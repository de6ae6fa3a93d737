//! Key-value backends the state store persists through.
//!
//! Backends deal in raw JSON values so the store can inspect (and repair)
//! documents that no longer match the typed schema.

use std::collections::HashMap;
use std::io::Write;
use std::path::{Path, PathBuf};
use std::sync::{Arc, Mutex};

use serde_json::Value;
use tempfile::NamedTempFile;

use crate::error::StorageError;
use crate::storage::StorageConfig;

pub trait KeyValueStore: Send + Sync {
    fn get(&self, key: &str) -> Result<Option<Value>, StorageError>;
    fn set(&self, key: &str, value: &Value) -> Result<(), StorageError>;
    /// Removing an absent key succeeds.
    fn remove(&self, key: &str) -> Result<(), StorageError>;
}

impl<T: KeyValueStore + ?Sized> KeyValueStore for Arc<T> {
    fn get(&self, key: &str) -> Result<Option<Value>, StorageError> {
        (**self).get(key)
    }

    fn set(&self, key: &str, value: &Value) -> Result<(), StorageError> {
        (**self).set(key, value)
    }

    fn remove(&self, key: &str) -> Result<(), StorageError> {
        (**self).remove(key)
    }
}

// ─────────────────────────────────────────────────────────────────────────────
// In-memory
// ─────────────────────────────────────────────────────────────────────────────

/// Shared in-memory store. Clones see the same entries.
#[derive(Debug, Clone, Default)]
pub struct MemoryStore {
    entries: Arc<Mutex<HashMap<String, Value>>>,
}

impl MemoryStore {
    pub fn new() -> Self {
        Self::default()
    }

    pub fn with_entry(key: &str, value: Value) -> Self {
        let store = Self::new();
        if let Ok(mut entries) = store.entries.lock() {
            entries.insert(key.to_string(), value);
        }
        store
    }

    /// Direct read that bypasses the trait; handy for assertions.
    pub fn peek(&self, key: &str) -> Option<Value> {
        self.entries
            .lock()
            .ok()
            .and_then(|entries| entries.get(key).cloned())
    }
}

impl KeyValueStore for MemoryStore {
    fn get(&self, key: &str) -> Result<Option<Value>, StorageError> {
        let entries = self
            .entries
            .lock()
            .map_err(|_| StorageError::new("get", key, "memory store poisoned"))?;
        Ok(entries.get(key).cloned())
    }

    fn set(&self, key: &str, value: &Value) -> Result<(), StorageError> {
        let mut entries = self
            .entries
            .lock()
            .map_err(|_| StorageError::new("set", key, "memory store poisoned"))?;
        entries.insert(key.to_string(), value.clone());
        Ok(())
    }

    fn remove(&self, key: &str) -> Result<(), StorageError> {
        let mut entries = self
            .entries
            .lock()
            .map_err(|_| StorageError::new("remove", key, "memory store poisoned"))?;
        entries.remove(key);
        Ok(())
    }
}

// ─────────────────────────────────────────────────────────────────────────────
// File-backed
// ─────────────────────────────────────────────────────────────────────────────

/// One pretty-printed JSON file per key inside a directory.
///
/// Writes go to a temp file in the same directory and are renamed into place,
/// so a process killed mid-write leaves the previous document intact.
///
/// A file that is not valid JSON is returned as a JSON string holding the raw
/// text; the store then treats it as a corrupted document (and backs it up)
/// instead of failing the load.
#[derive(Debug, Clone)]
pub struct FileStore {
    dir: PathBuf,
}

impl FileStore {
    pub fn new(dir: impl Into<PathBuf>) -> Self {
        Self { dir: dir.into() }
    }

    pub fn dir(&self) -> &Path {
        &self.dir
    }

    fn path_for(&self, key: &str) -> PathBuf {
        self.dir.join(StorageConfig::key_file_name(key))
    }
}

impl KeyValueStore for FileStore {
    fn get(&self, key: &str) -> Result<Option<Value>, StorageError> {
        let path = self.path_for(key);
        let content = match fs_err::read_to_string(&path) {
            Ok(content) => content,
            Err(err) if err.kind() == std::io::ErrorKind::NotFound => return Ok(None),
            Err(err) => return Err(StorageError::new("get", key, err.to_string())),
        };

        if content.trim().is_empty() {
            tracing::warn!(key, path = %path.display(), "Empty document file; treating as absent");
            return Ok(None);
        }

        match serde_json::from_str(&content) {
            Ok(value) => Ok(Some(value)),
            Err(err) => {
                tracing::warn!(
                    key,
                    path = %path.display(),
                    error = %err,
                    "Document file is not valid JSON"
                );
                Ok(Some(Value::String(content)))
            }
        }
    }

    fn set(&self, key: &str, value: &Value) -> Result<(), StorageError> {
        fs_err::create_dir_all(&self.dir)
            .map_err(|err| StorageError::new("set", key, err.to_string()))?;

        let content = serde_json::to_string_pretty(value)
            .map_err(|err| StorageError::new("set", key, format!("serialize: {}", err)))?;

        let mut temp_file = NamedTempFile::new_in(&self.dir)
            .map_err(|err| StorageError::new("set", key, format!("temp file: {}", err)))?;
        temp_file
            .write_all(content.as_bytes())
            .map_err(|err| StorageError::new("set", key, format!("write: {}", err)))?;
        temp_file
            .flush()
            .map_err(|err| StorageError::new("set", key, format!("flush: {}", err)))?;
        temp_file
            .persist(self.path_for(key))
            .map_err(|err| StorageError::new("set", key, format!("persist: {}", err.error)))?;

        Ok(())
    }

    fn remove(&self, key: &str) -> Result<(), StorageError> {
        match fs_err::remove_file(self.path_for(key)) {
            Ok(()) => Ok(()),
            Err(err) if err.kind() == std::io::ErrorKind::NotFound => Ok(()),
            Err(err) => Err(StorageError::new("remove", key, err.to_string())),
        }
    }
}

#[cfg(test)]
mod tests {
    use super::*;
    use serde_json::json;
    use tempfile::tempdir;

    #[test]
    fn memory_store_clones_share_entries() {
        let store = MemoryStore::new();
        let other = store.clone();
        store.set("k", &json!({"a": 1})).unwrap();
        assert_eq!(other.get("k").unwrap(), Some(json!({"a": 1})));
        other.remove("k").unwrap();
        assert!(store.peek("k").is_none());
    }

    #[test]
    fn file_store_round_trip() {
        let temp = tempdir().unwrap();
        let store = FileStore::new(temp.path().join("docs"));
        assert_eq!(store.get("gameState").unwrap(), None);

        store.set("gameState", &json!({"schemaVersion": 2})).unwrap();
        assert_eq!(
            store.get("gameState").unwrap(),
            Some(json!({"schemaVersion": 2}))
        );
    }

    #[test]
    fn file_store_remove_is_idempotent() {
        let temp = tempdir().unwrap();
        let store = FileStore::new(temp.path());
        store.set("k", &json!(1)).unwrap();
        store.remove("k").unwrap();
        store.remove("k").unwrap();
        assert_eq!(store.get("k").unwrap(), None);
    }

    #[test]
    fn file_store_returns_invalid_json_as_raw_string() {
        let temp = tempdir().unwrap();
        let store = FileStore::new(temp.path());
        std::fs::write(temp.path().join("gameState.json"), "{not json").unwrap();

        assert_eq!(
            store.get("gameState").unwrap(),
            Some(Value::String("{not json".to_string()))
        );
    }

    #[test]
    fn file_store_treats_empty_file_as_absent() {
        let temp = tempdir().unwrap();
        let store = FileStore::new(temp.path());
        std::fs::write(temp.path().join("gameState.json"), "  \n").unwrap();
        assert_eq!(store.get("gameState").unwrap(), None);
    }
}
==
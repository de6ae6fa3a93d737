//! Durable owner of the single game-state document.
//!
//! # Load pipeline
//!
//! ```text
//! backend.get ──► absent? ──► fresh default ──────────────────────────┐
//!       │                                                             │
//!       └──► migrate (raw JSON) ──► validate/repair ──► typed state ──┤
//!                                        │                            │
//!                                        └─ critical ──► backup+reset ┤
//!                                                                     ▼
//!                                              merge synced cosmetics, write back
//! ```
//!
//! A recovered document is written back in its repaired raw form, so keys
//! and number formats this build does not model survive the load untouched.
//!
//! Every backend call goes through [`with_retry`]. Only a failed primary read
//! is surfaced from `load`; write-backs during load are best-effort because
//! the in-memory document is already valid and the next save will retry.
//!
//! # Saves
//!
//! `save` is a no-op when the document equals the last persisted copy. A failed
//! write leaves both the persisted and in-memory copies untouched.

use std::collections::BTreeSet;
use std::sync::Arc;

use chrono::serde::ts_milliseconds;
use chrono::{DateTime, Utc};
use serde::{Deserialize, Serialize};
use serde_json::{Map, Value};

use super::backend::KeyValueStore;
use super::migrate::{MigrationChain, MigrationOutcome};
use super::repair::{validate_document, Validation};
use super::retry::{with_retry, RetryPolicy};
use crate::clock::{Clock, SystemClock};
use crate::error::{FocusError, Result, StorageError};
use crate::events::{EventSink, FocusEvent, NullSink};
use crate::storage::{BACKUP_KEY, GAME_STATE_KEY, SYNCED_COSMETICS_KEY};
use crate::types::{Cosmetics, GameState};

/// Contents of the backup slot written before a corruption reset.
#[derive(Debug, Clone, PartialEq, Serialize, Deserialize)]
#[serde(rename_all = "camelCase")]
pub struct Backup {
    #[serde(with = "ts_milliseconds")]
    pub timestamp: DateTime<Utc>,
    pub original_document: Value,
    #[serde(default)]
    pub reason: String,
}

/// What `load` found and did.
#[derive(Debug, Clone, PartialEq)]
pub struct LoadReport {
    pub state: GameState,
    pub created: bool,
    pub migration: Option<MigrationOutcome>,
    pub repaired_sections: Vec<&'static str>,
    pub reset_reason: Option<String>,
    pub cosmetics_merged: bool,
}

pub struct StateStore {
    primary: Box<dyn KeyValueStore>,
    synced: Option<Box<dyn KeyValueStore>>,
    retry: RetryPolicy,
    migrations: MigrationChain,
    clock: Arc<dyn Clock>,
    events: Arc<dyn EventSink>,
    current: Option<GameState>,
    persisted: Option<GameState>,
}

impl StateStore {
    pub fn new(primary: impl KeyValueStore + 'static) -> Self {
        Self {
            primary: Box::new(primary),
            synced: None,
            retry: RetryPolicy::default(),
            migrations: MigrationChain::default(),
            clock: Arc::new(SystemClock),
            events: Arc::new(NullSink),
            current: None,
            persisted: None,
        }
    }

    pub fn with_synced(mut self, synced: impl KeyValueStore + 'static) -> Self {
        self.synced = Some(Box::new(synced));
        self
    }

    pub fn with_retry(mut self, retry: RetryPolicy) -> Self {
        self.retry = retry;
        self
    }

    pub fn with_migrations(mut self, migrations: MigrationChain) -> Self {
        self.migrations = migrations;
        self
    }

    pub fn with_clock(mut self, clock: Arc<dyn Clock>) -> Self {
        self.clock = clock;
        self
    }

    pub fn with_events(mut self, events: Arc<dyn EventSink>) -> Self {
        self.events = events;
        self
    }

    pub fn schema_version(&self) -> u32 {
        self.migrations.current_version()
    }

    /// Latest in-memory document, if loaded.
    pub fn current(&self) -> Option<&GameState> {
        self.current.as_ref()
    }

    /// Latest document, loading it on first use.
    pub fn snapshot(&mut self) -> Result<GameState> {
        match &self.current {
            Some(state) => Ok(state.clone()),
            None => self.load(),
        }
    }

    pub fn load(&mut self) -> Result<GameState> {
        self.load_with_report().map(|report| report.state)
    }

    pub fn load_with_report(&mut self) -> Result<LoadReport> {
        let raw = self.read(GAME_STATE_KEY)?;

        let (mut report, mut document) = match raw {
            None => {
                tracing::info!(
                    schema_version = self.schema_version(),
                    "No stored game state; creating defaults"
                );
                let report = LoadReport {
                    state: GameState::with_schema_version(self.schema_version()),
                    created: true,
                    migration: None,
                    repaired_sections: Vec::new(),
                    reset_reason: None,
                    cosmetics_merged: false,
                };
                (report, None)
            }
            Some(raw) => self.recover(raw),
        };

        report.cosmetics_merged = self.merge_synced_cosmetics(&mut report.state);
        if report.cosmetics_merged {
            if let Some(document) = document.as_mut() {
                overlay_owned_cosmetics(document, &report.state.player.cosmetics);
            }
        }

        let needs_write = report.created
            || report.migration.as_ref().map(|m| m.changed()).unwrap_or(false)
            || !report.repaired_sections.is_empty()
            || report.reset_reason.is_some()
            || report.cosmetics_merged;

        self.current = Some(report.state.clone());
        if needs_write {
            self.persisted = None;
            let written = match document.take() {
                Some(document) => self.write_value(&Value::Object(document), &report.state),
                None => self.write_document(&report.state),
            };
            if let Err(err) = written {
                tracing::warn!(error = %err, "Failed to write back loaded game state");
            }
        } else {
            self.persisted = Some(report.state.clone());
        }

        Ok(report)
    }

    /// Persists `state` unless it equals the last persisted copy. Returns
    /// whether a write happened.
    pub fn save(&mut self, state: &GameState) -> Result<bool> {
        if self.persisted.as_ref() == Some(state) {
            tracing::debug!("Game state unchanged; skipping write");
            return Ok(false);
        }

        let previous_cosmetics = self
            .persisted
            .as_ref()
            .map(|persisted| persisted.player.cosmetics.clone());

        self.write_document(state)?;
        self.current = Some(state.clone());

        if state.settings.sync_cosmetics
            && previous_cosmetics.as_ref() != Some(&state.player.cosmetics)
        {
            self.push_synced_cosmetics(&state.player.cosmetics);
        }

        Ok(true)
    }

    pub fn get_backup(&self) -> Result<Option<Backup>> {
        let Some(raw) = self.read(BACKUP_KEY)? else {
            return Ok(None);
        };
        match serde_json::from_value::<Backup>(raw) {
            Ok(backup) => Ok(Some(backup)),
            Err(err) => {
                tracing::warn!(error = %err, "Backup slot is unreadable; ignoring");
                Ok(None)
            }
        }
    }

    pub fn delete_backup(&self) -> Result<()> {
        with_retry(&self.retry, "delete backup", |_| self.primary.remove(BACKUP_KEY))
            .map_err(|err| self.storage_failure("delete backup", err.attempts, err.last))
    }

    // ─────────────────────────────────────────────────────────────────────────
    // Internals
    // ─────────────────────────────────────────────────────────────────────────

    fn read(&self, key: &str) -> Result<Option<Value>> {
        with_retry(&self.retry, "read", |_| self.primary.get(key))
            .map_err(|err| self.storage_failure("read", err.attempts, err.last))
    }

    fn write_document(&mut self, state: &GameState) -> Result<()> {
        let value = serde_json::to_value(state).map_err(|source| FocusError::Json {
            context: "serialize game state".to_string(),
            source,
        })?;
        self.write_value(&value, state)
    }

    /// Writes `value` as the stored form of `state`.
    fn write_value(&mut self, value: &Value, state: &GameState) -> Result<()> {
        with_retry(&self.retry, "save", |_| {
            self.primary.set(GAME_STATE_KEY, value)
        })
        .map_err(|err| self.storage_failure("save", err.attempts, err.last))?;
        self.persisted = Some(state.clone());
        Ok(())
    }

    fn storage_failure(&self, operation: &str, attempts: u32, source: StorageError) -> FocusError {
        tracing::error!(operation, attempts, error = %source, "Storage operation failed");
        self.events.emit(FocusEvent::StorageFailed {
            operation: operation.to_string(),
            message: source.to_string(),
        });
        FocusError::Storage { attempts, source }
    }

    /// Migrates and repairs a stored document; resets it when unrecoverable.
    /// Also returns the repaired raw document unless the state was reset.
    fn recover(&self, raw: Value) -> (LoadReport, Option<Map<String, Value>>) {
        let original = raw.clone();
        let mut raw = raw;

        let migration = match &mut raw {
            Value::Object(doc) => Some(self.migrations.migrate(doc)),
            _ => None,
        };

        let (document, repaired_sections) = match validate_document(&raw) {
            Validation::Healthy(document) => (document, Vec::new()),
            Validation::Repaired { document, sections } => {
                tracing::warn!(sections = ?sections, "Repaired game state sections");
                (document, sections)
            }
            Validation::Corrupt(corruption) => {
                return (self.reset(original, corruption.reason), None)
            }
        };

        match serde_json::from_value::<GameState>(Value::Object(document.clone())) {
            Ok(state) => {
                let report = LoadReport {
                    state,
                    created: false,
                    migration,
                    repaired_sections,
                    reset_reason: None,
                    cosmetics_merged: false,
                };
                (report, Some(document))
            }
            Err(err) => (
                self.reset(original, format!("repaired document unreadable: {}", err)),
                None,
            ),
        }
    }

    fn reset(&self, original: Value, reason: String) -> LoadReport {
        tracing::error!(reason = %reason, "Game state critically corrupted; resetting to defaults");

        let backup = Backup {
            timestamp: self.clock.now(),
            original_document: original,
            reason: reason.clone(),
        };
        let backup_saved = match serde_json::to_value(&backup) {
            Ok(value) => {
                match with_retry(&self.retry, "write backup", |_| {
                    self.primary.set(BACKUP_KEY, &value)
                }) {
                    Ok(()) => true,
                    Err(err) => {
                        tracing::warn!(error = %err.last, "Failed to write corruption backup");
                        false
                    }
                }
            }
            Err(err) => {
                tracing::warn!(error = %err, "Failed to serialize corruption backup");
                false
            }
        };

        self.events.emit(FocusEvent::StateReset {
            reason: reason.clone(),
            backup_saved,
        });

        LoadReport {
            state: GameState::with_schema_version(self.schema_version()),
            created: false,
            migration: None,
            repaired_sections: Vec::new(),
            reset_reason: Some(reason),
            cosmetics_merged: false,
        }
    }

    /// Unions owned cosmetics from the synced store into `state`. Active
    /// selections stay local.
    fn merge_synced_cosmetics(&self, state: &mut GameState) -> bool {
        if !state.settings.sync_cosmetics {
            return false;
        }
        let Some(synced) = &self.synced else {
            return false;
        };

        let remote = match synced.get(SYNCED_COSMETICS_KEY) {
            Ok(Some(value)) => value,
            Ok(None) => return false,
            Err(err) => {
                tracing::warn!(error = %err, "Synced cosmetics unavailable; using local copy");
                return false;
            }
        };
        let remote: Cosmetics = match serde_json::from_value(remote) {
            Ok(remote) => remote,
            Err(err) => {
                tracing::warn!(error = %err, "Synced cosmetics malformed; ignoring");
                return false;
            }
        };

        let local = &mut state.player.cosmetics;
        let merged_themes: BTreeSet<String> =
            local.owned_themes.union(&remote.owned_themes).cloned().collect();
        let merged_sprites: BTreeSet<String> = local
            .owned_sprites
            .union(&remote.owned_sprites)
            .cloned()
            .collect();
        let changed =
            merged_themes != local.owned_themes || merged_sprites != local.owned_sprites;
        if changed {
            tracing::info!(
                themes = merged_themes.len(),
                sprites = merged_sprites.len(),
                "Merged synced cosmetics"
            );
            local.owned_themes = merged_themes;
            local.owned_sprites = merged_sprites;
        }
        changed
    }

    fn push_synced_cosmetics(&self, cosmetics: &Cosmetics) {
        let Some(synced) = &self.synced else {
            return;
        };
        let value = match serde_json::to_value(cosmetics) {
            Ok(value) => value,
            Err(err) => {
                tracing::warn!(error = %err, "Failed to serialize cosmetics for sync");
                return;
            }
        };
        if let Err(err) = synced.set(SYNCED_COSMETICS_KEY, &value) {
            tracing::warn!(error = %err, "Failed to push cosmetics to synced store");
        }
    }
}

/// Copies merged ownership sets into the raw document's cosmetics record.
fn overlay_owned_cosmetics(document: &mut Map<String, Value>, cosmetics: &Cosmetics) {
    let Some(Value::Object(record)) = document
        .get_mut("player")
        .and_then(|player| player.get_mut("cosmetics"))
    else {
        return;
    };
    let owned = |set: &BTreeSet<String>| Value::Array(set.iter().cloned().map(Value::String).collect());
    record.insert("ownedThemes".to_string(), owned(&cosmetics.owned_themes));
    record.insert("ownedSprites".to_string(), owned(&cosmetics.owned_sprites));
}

_TO DO_
Your task is to show every line of the listing above containing "Deserialize".

_OUTPUT_
use serde::{Deserialize, Serialize};
#[derive(Debug, Clone, PartialEq, Serialize, Deserialize)]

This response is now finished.